Our mission was to clear the city of insurgents. It’s not right to use the term "seek and destroy," but it was a full-on frontal assault into the city of Fallujah, and you don’t stop until everybody stops shooting.

DEXTER FILKINS:

When you have 8,000 of them moving into a town like that with all their firepower, it’s a terrifying force. Just a massive killing machine.

MARINE:

Target!

NIDHAL ABED:

[Speaking Arabic] About a week before they invaded Fallujah, the American army dropped the worst of the worst on us. Not just on Al Qaeda, but on the innocent people. When we went to look for the bodies of our relatives, we found them crushed and flattened.

As soon as sunset prayer was called, everyone would stay at home. In our village, the toilets are outside. So as soon as that prayer was called, we couldn’t use the toilet. We’d have to hold it in until morning.

We really suffered. We couldn’t sit or sleep properly. Or even eat properly. We were sitting with our kids, afraid of being attacked any moment.

I was with Mustafa. He was very young. He couldn’t understand. When there was bombing he’d shake. He’d run and cling to me or my mother. He didn’t know what was going on. That was before he was injured.

AHMED ABED, Nidhal’s husband:

[Speaking Arabic] I will always remember the day Mustafa and his mother were injured. It was during Ramadan. Mustafa was ill.

NIDHAL ABED:

[Speaking Arabic] Mustafa was sick with a fever. I was carrying him home. The call for evening prayer began. Everyone was indoors, breaking the fast. The next thing I know, Mustafa is next to me with his guts in the dirt. I realized my arm was cut open and my hip was hanging by a piece of flesh. Mustafa was on the ground, with his guts hanging out, shouting, "Mama!" I was the only one in the street.

AHMED ABED:

[Speaking Arabic] When I was at the mosque, I heard a big explosion. We saw everyone running. I saw a guy who had taken off his shirt to carry a baby. Even from a distance I could tell it was my son Mustafa.

NIDHAL ABED:

[Speaking Arabic] The doctor said he couldn’t operate on Mustafa and we should prepare to say goodbye. He said I was in better condition. A doctor came and said that Mustafa and I had to be in separate rooms. I kept asking, "Have you sewn his guts in?" But it wasn’t just his guts. It was his leg, his testicle, his rear.
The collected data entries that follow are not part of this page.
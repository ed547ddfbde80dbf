//! The current disease selection.
//!
//! Selecting a disease starts a report build that may take a while. A newer
//! selection supersedes every older one: when an older build finishes late
//! its report is discarded instead of replacing the newer selection.

use chrono::{DateTime, Utc};
use rescuerx_common::error::Result;
use rescuerx_common::models::DiseaseReport;
use std::sync::atomic::{AtomicU64, Ordering};
use std::sync::{Arc, Mutex, PoisonError};
use tracing::{debug, info};

use crate::orchestrator::ReportOrchestrator;

/// Handle for one in-flight selection.
#[derive(Debug, Clone, PartialEq, Eq)]
pub struct SelectionTicket {
    pub generation: u64,
    pub disease_id: String,
}

#[derive(Debug, Clone)]
pub struct Selection {
    pub generation: u64,
    pub disease_id: String,
    pub applied_at: DateTime<Utc>,
    pub report: Arc<DiseaseReport>,
}

#[derive(Debug, Clone)]
pub enum SelectionOutcome {
    Applied(Arc<Selection>),
    /// A newer selection started while this one was building.
    Superseded { generation: u64, latest: u64 },
}

#[derive(Default)]
pub struct ReportSession {
    generation: AtomicU64,
    current: Mutex<Option<Arc<Selection>>>,
}

impl ReportSession {
    pub fn new() -> Self {
        Self::default()
    }

    /// Start a selection. Every earlier ticket becomes stale.
    pub fn begin(&self, disease_id: &str) -> SelectionTicket {
        let generation = self.generation.fetch_add(1, Ordering::SeqCst) + 1;
        debug!(generation, disease_id, "selection started");
        SelectionTicket { generation, disease_id: disease_id.to_string() }
    }

    pub fn latest_generation(&self) -> u64 {
        self.generation.load(Ordering::SeqCst)
    }

    /// Install a finished report if its ticket is still the latest.
    pub fn complete(&self, ticket: SelectionTicket, report: DiseaseReport) -> SelectionOutcome {
        let mut current = self.current.lock().unwrap_or_else(PoisonError::into_inner);
        let latest = self.latest_generation();
        if ticket.generation != latest {
            info!(
                generation = ticket.generation,
                latest,
                disease_id = %ticket.disease_id,
                "stale selection discarded"
            );
            return SelectionOutcome::Superseded { generation: ticket.generation, latest };
        }
        let selection = Arc::new(Selection {
            generation: ticket.generation,
            disease_id: ticket.disease_id,
            applied_at: Utc::now(),
            report: Arc::new(report),
        });
        *current = Some(Arc::clone(&selection));
        info!(generation = selection.generation, disease_id = %selection.disease_id, "selection applied");
        SelectionOutcome::Applied(selection)
    }

    pub fn current(&self) -> Option<Arc<Selection>> {
        self.current.lock().unwrap_or_else(PoisonError::into_inner).clone()
    }

    /// Begin, build and complete a selection in one call.
    pub async fn select(&self, orchestrator: &ReportOrchestrator, disease_id: &str) -> Result<SelectionOutcome> {
        let ticket = self.begin(disease_id);
        let report = orchestrator.build_report(disease_id).await?;
        Ok(self.complete(ticket, report))
    }
}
Then we started getting bombed. We were running from one room to another. The doors and walls were collapsing on top of us.

AHMED ABED:

[Speaking Arabic] The American army and the Iraqi army came to the hospital. We were inside the hospital and they entered. There were gun battles all around us.
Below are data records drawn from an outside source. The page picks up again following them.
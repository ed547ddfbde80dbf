//! rescuerx-court — Adversarial debate and ruling synthesis.
//!
//! Turns the advocate/skeptic fragment pools into a five-turn exchange and a
//! verdict document into the judge's labelled ruling.

pub mod debate;
pub mod judge;
pub mod scorer;
pub mod topic;

pub use debate::{synthesize_debate, synthesize_debate_text};
pub use judge::build_ruling;
pub use scorer::score_fragment;
pub use topic::{classify, Topic};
They saw Mustafa’s condition. It was just four days after he was hurt and he was in a bad way, on a drip and having blood transfusions. So they told us to stay and not to come out.
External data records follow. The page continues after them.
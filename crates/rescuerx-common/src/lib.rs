//! rescuerx-common — Shared types, errors, and text helpers used across all RescueRx crates.

pub mod error;
pub mod models;
pub mod probe;
pub mod text;

// Re-export commonly used types
pub use error::{ApiError, RescueError};
pub use text::{display_name, safe_string, title_label};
After the doctors did the operations they didn’t reassure me. They said it was up to God whether he lived or died.

DEXTER FILKINS:

Ashley and I were in Fallujah with the Marines for several days, and we were getting shot at every step of the way.

ASHLEY GILBERTSON:

Once you start getting shot at, it all changes. Once you start getting shot at and don’t run for the hills, then you start building trust really quickly. Because they realize, and I heard this from multiple different military units, they think that the way we work as journalists is we have a template, an idea of what they’re doing, and we’re going out there to show how bad they are. But once you cross the wire with them, then they start saying, “Ah, OK. You’re here to see how it really is.” And I think that as the war dragged on, the Marines, they realized nobody gave a s--- what they were doing in Iraq. So we would come out and actually tell stories, their stories.

SAM WILLIAMS:

I mean, these guys were in the thick of it, terrified just like we were. We’d been trained for it; we have weapons to defend ourselves and body armor and that type of stuff. Those guys were just thrown right into it, like, "Go get 'em. Go tell the story."

DEXTER FILKINS:

Ashley and I just—It was so hard trying to file our stuff. I’m trying to write my story and Ashley is trying to file his pictures. And I was always looking for electricity. And so I remember, it was like the first day, I don’t know what I was thinking, but I ran into the street because there was a car out there and pulled the lid up and tried put my little battery clips on the car battery. I don’t want to think about that, because there were snipers everywhere.

ASHLEY GILBERTSON:

I remember thinking, "This dude is insane." That is crazy. He’s in the middle of—So many guys have just been shot on this exact corner. The insurgents are everywhere. And Dexter's out there trying to pull a car battery out of a burnt-out car. Of course, the battery doesn’t work, because it’s a f------ bombed, burnt-out car. [Laughs] It was a classic Dexter. He will file no matter what.

Texas

LEWIS MILLER:

When I was 13 years old, I killed this deer in Centerville, Texas, and it was a real long shot—17 steps. Seventeen steps.

SUSIE MILLER:

Why don’t you go hunting anymore and fishing anymore like you used to?

LEWIS MILLER:

I don’t know. It just doesn’t do anything for me anymore. And after Billy died, I just lost a lot of get-up-and-go.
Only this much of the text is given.